Le débat prend forme. Une jeune femme, galvanisée par cette liberté qui fait foi tout au long du journal de Perlov, s’enhardit à demander à sa fille si elle ne veut pas reprendre le flambeau. Continuer ces images, ces images libres. On sourit. La jeune femme rassure son auditoire : « Ce n’est pas obligé, quelqu’un d’autre peut le faire… »

Le mordant de Watkins ou de Chris Marker, je souris. Pas d’inquiétude. Le flambeau est déjà repris… Perlov lui- même l’avait déjà reçu de Vigo…

Il n’est pas d’évènements qui ne puis- sent devenir un creuset d’images libres. Même ceux que l’on pense délibérément enfouis sous une chape dictatoriale. La Chine agite la censure comme une épée de Damoclès ? Qu’importe, ce sont d’autres pays qui produiront Wang Bing et À l’Ouest des rails sera vu sous le manteau.

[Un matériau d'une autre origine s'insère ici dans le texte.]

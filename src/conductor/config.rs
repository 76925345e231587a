//! Conductor configuration

use serde::{Deserialize, Serialize};

#[derive(Debug, Clone, Serialize, Deserialize)]
#[serde(default)]
pub struct ConductorConfig {
    /// Concurrent `/run` sync slots before the Conductor returns 503.
    #[serde(rename = "max-concurrent-sync")]
    pub max_concurrent_sync: usize,

    /// How long a cached `UnderstandGoal` result stays valid.
    #[serde(rename = "understand-ttl-sec")]
    pub understand_ttl_sec: u64,

    /// Capacity of the in-process understanding cache.
    #[serde(rename = "understand-max")]
    pub understand_max: usize,

    /// Enable the strategy-selection heuristic; when false every goal runs
    /// the deep_analysis fan-out path.
    #[serde(rename = "strategy-enabled")]
    pub strategy_enabled: bool,

    /// Prior session summaries folded into context assembly.
    #[serde(rename = "long-term-k")]
    pub long_term_k: usize,

    /// Upper bound on subtasks run directly in parallel instead of being
    /// submitted to the Executor.
    #[serde(rename = "fanout-max")]
    pub fanout_max: usize,

    /// Plan revisions permitted when a dependency result comes back empty.
    #[serde(rename = "max-plan-revisions")]
    pub max_plan_revisions: u32,

    /// Goals longer than this are rejected before any classification work.
    #[serde(rename = "max-goal-chars")]
    pub max_goal_chars: usize,

    /// Known `project_context` values; an unrecognized one falls back to
    /// `default_project_context` rather than failing the request.
    #[serde(rename = "registered-projects")]
    pub registered_projects: Vec<String>,

    #[serde(rename = "default-project-context")]
    pub default_project_context: String,

    /// `Retry-After` value returned with a 503 once `max_concurrent_sync` is exhausted.
    #[serde(rename = "overload-retry-after-secs")]
    pub overload_retry_after_secs: u64,

    /// Directory of override templates for the canonical fast-path answers
    /// (`greeting.txt`, `capabilities.txt`, `status.txt`); falls back to the
    /// built-in text when a file is missing.
    #[serde(rename = "templates-dir")]
    pub templates_dir: Option<String>,
}

impl Default for ConductorConfig {
    fn default() -> Self {
        Self {
            max_concurrent_sync: 50,
            understand_ttl_sec: 300,
            understand_max: 200,
            strategy_enabled: true,
            long_term_k: 2,
            fanout_max: 4,
            max_plan_revisions: 1,
            max_goal_chars: 4_000,
            registered_projects: Vec::new(),
            default_project_context: "general".to_string(),
            overload_retry_after_secs: 5,
            templates_dir: None,
        }
    }
}
//! TaskStore error types

use thiserror::Error;

/// Errors produced by the store
#[derive(Debug, Error)]
pub enum StoreError {
    #[error("sqlite error: {0}")]
    Sqlite(#[from] rusqlite::Error),

    #[error("io error: {0}")]
    Io(#[from] std::io::Error),

    #[error("serialization error: {0}")]
    Serde(#[from] serde_json::Error),

    #[error("record not found: {0}")]
    NotFound(String),

    #[error("record already exists: {0}")]
    AlreadyExists(String),
}

pub type Result<T> = std::result::Result<T, StoreError>;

Perlov aussi connaîtra des difficultés de production. Pour son journal, une chaîne anglaise lui propose en 1982 de le coproduire. La post-synchro est donc élaborée en anglais. Pour sa diffusion en Israël, le cinéaste attendra cinq ans avant d’obtenir l’argent nécessaire pour réaliser le sous-titrage en hébreu.

« On ne veut pas un cinéma d’illusions », un cinéma entretenant l’illusion que certains films ne sont pas accessibles à tout le monde… Parce que l’autre difficulté est là : dans la diffusion des images. « La poésie est à la portée de tous », disait Ponge. Le cinéma aussi.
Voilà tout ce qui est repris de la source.